When I began thinking of what to write this month many ideas passed through my mind, the ‘pleasure in effort’ principle of dance, that joy in exhaustion, my first run of ‘The Rite of Spring’ by Pina Bausch, having the incredible chance to learn a role in Cafe Müller, but my initial idea just kept coming back. I can’t shake it, I think it needs its space. So I’m giving it to David Bowie. I know, there have been so many things written, so many videos posted, but what I find so striking in his passing was the few days after where I saw how many people, how many artists were equally affected and how they dealt with it. How many of us he touched and how his passing bonded us in a way I cannot ignore.

 

If you are a social media person surely you were witness to many memories of Bowie, from all stages of life. Every media outlet had their tribute. So many were touched. Through their postings it was almost as if I was discovering a new side to people, their favorite Bowie. Then it hit me how many generations this one artist spanned. How many families loved him, parents and children. How his music, his styles, his movies and interviews spoke for people from all walks of life. It gave space for the outsider, space for weirdness, it even made it cool.

 

I grew up watching the Labyrinth on VHS, fascinated by his tights, make-up, voice and glass globe juggling. I didn’t know who he was but I was mesmerized, and I danced when he sang ‘dance magic dance’. Years later as a teenager I played him in my car on the way to high-school, dressed in an eclectic array of anything, striped eyelashes painted underneath my eyes, I didn’t recognize it then, but part of him gave me the right to be what I wanted to be. In college he played on my i-pod and I remember warming up to ‘Rebel, rebel’ in the London Opera House, one of my first jobs after graduation. He followed me to Germany where his last album is stored in my cloud. I bought it the day he died. I listened to it while cooking. Earlier that day, when we read the news both my partner and I cried. We cried for a man we never met. It wasn’t long, but we cried. We cried over breakfast. It felt like such a loss. It felt like we lost someone we knew. At least we knew, we lost someone who influenced us, and perhaps we didn’t realize it until then. So that night I listened to the latest album. It was strange to listen to a man postmortem. To hear his voice singing ‘You know i’ll be free, just like that blue bird, now ain’t that just like me’. It was strange, but it was beautiful.

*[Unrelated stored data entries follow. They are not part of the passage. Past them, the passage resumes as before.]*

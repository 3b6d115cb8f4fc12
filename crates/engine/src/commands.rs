//! Command structs for engine operations.
//!
//! These types group parameters for create operations, keeping call sites
//! readable and avoiding long argument lists. Required values go through
//! `new`, optional ones through builder-style setters.

use chrono::NaiveDate;

use crate::{AccountType, Currency, DebtType, Frequency, InvestmentType, TransactionType};

/// Open a new account.
#[derive(Clone, Debug)]
pub struct AccountCmd {
    pub user_id: String,
    pub name: String,
    pub kind: AccountType,
    pub balance: i64,
    pub currency: Currency,
    pub color: Option<String>,
    pub icon: Option<String>,
}

impl AccountCmd {
    #[must_use]
    pub fn new(user_id: impl Into<String>, name: impl Into<String>, kind: AccountType) -> Self {
        Self {
            user_id: user_id.into(),
            name: name.into(),
            kind,
            balance: 0,
            currency: Currency::default(),
            color: None,
            icon: None,
        }
    }

    #[must_use]
    pub fn balance(mut self, balance: i64) -> Self {
        self.balance = balance;
        self
    }

    #[must_use]
    pub fn currency(mut self, currency: Currency) -> Self {
        self.currency = currency;
        self
    }

    #[must_use]
    pub fn color(mut self, color: Option<String>) -> Self {
        self.color = color;
        self
    }

    #[must_use]
    pub fn icon(mut self, icon: Option<String>) -> Self {
        self.icon = icon;
        self
    }
}

/// Move money between two accounts of the same user.
#[derive(Clone, Debug)]
pub struct TransferCmd {
    pub user_id: String,
    pub from_account_id: String,
    pub to_account_id: String,
    pub amount: i64,
    pub description: Option<String>,
    pub date: Option<NaiveDate>,
}

impl TransferCmd {
    #[must_use]
    pub fn new(
        user_id: impl Into<String>,
        from_account_id: impl Into<String>,
        to_account_id: impl Into<String>,
        amount: i64,
    ) -> Self {
        Self {
            user_id: user_id.into(),
            from_account_id: from_account_id.into(),
            to_account_id: to_account_id.into(),
            amount,
            description: None,
            date: None,
        }
    }

    #[must_use]
    pub fn description(mut self, description: Option<String>) -> Self {
        self.description = description;
        self
    }

    #[must_use]
    pub fn date(mut self, date: Option<NaiveDate>) -> Self {
        self.date = date;
        self
    }
}

/// Record an income or expense.
#[derive(Clone, Debug)]
pub struct TransactionCmd {
    pub user_id: String,
    pub kind: TransactionType,
    pub amount: i64,
    pub category_id: Option<String>,
    pub description: Option<String>,
    pub date: Option<NaiveDate>,
}

impl TransactionCmd {
    #[must_use]
    pub fn new(user_id: impl Into<String>, kind: TransactionType, amount: i64) -> Self {
        Self {
            user_id: user_id.into(),
            kind,
            amount,
            category_id: None,
            description: None,
            date: None,
        }
    }

    #[must_use]
    pub fn category_id(mut self, category_id: Option<String>) -> Self {
        self.category_id = category_id;
        self
    }

    #[must_use]
    pub fn description(mut self, description: Option<String>) -> Self {
        self.description = description;
        self
    }

    #[must_use]
    pub fn date(mut self, date: Option<NaiveDate>) -> Self {
        self.date = date;
        self
    }
}

#[derive(Clone, Debug)]
pub struct CategoryCmd {
    pub user_id: String,
    pub name: String,
    pub kind: TransactionType,
    pub color: Option<String>,
    pub icon: Option<String>,
}

impl CategoryCmd {
    #[must_use]
    pub fn new(user_id: impl Into<String>, name: impl Into<String>, kind: TransactionType) -> Self {
        Self {
            user_id: user_id.into(),
            name: name.into(),
            kind,
            color: None,
            icon: None,
        }
    }

    #[must_use]
    pub fn color(mut self, color: Option<String>) -> Self {
        self.color = color;
        self
    }

    #[must_use]
    pub fn icon(mut self, icon: Option<String>) -> Self {
        self.icon = icon;
        self
    }
}

/// Spending limit for a month; `category_id: None` is the overall budget.
#[derive(Clone, Debug)]
pub struct BudgetCmd {
    pub user_id: String,
    pub amount: i64,
    pub month: u32,
    pub year: i32,
    pub category_id: Option<String>,
}

impl BudgetCmd {
    #[must_use]
    pub fn new(user_id: impl Into<String>, amount: i64, month: u32, year: i32) -> Self {
        Self {
            user_id: user_id.into(),
            amount,
            month,
            year,
            category_id: None,
        }
    }

    #[must_use]
    pub fn category_id(mut self, category_id: Option<String>) -> Self {
        self.category_id = category_id;
        self
    }
}

#[derive(Clone, Debug)]
pub struct DebtCmd {
    pub user_id: String,
    pub kind: DebtType,
    pub person_name: String,
    pub amount: i64,
    pub description: Option<String>,
    pub due_date: Option<NaiveDate>,
}

impl DebtCmd {
    #[must_use]
    pub fn new(
        user_id: impl Into<String>,
        kind: DebtType,
        person_name: impl Into<String>,
        amount: i64,
    ) -> Self {
        Self {
            user_id: user_id.into(),
            kind,
            person_name: person_name.into(),
            amount,
            description: None,
            due_date: None,
        }
    }

    #[must_use]
    pub fn description(mut self, description: Option<String>) -> Self {
        self.description = description;
        self
    }

    #[must_use]
    pub fn due_date(mut self, due_date: Option<NaiveDate>) -> Self {
        self.due_date = due_date;
        self
    }
}

#[derive(Clone, Debug)]
pub struct InvestmentCmd {
    pub user_id: String,
    pub name: String,
    pub kind: InvestmentType,
    pub quantity: f64,
    pub buy_price: i64,
    /// Defaults to `buy_price`.
    pub current_price: Option<i64>,
    /// Defaults to today.
    pub buy_date: Option<NaiveDate>,
    pub notes: Option<String>,
}

impl InvestmentCmd {
    #[must_use]
    pub fn new(
        user_id: impl Into<String>,
        name: impl Into<String>,
        kind: InvestmentType,
        quantity: f64,
        buy_price: i64,
    ) -> Self {
        Self {
            user_id: user_id.into(),
            name: name.into(),
            kind,
            quantity,
            buy_price,
            current_price: None,
            buy_date: None,
            notes: None,
        }
    }

    #[must_use]
    pub fn current_price(mut self, current_price: Option<i64>) -> Self {
        self.current_price = current_price;
        self
    }

    #[must_use]
    pub fn buy_date(mut self, buy_date: Option<NaiveDate>) -> Self {
        self.buy_date = buy_date;
        self
    }

    #[must_use]
    pub fn notes(mut self, notes: Option<String>) -> Self {
        self.notes = notes;
        self
    }
}

#[derive(Clone, Debug)]
pub struct ReminderCmd {
    pub user_id: String,
    pub title: String,
    pub due_date: NaiveDate,
    pub description: Option<String>,
    pub amount: Option<i64>,
}

impl ReminderCmd {
    #[must_use]
    pub fn new(user_id: impl Into<String>, title: impl Into<String>, due_date: NaiveDate) -> Self {
        Self {
            user_id: user_id.into(),
            title: title.into(),
            due_date,
            description: None,
            amount: None,
        }
    }

    #[must_use]
    pub fn description(mut self, description: Option<String>) -> Self {
        self.description = description;
        self
    }

    #[must_use]
    pub fn amount(mut self, amount: Option<i64>) -> Self {
        self.amount = amount;
        self
    }
}

#[derive(Clone, Debug)]
pub struct SavingsGoalCmd {
    pub user_id: String,
    pub name: String,
    pub target_amount: i64,
    pub current_amount: i64,
    pub deadline: Option<NaiveDate>,
    pub color: Option<String>,
    pub icon: Option<String>,
}

impl SavingsGoalCmd {
    #[must_use]
    pub fn new(user_id: impl Into<String>, name: impl Into<String>, target_amount: i64) -> Self {
        Self {
            user_id: user_id.into(),
            name: name.into(),
            target_amount,
            current_amount: 0,
            deadline: None,
            color: None,
            icon: None,
        }
    }

    #[must_use]
    pub fn current_amount(mut self, current_amount: i64) -> Self {
        self.current_amount = current_amount;
        self
    }

    #[must_use]
    pub fn deadline(mut self, deadline: Option<NaiveDate>) -> Self {
        self.deadline = deadline;
        self
    }

    #[must_use]
    pub fn color(mut self, color: Option<String>) -> Self {
        self.color = color;
        self
    }

    #[must_use]
    pub fn icon(mut self, icon: Option<String>) -> Self {
        self.icon = icon;
        self
    }
}

#[derive(Clone, Debug)]
pub struct RecurringCmd {
    pub user_id: String,
    pub kind: TransactionType,
    pub amount: i64,
    pub frequency: Frequency,
    /// Defaults to today.
    pub start_date: Option<NaiveDate>,
    pub end_date: Option<NaiveDate>,
    pub category_id: Option<String>,
    pub description: Option<String>,
}

impl RecurringCmd {
    #[must_use]
    pub fn new(
        user_id: impl Into<String>,
        kind: TransactionType,
        amount: i64,
        frequency: Frequency,
    ) -> Self {
        Self {
            user_id: user_id.into(),
            kind,
            amount,
            frequency,
            start_date: None,
            end_date: None,
            category_id: None,
            description: None,
        }
    }

    #[must_use]
    pub fn start_date(mut self, start_date: Option<NaiveDate>) -> Self {
        self.start_date = start_date;
        self
    }

    #[must_use]
    pub fn end_date(mut self, end_date: Option<NaiveDate>) -> Self {
        self.end_date = end_date;
        self
    }

    #[must_use]
    pub fn category_id(mut self, category_id: Option<String>) -> Self {
        self.category_id = category_id;
        self
    }

    #[must_use]
    pub fn description(mut self, description: Option<String>) -> Self {
        self.description = description;
        self
    }
}

#[derive(Clone, Debug, PartialEq, Eq)]
pub struct ParticipantCmd {
    pub name: String,
    /// Ignored when the bill is split evenly.
    pub amount: Option<i64>,
}

impl ParticipantCmd {
    #[must_use]
    pub fn new(name: impl Into<String>, amount: Option<i64>) -> Self {
        Self {
            name: name.into(),
            amount,
        }
    }
}

/// Create a shared bill together with its participants.
#[derive(Clone, Debug)]
pub struct SplitBillCmd {
    pub user_id: String,
    pub title: String,
    pub total_amount: i64,
    pub date: Option<NaiveDate>,
    pub description: Option<String>,
    pub participants: Vec<ParticipantCmd>,
    pub split_evenly: bool,
}

impl SplitBillCmd {
    #[must_use]
    pub fn new(user_id: impl Into<String>, title: impl Into<String>, total_amount: i64) -> Self {
        Self {
            user_id: user_id.into(),
            title: title.into(),
            total_amount,
            date: None,
            description: None,
            participants: Vec::new(),
            split_evenly: false,
        }
    }

    #[must_use]
    pub fn date(mut self, date: Option<NaiveDate>) -> Self {
        self.date = date;
        self
    }

    #[must_use]
    pub fn description(mut self, description: Option<String>) -> Self {
        self.description = description;
        self
    }

    #[must_use]
    pub fn participant(mut self, participant: ParticipantCmd) -> Self {
        self.participants.push(participant);
        self
    }

    #[must_use]
    pub fn split_evenly(mut self, split_evenly: bool) -> Self {
        self.split_evenly = split_evenly;
        self
    }
}

#[derive(Clone, Debug)]
pub struct TagCmd {
    pub user_id: String,
    pub name: String,
    pub color: Option<String>,
}

impl TagCmd {
    #[must_use]
    pub fn new(user_id: impl Into<String>, name: impl Into<String>) -> Self {
        Self {
            user_id: user_id.into(),
            name: name.into(),
            color: None,
        }
    }

    #[must_use]
    pub fn color(mut self, color: Option<String>) -> Self {
        self.color = color;
        self
    }
}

Here is an artist who spans decades speaking to some part of people and he found a way to say goodbye true to his fashion. He sings us his last year. We hear his pain, we hear the fear, we hear the hope and acceptance too. And I cannot help but feel that we are all more connected because of it.

 

The day after he passed our company had training with Theo Clinkard who produced a beautiful phrase to ‘Five years’ and I think all of our hearts swelled. We danced for us, for Bowie, for each other, to warm up, to learn, to move, for life. We are a company with three generations of dancers. Three generations dancing to Bowie, smiling, singing along, watching one another. It was magic. Perhaps it was this moment when I thought, it isn’t just a celebrity passing, it is a great artist. A man who can inspire such moments. And I think that is what is so important about this topic. The life of David Bowie impacted people around the world. He inspired artists as well as the teenager daring to be who she wanted to be. But what is so remarkable is the unity after death. The celebration and understanding we now share. The new knowledge of which Bowie phase influenced your friend, colleague, partner most. His gift of something to listen to, something to contemplate.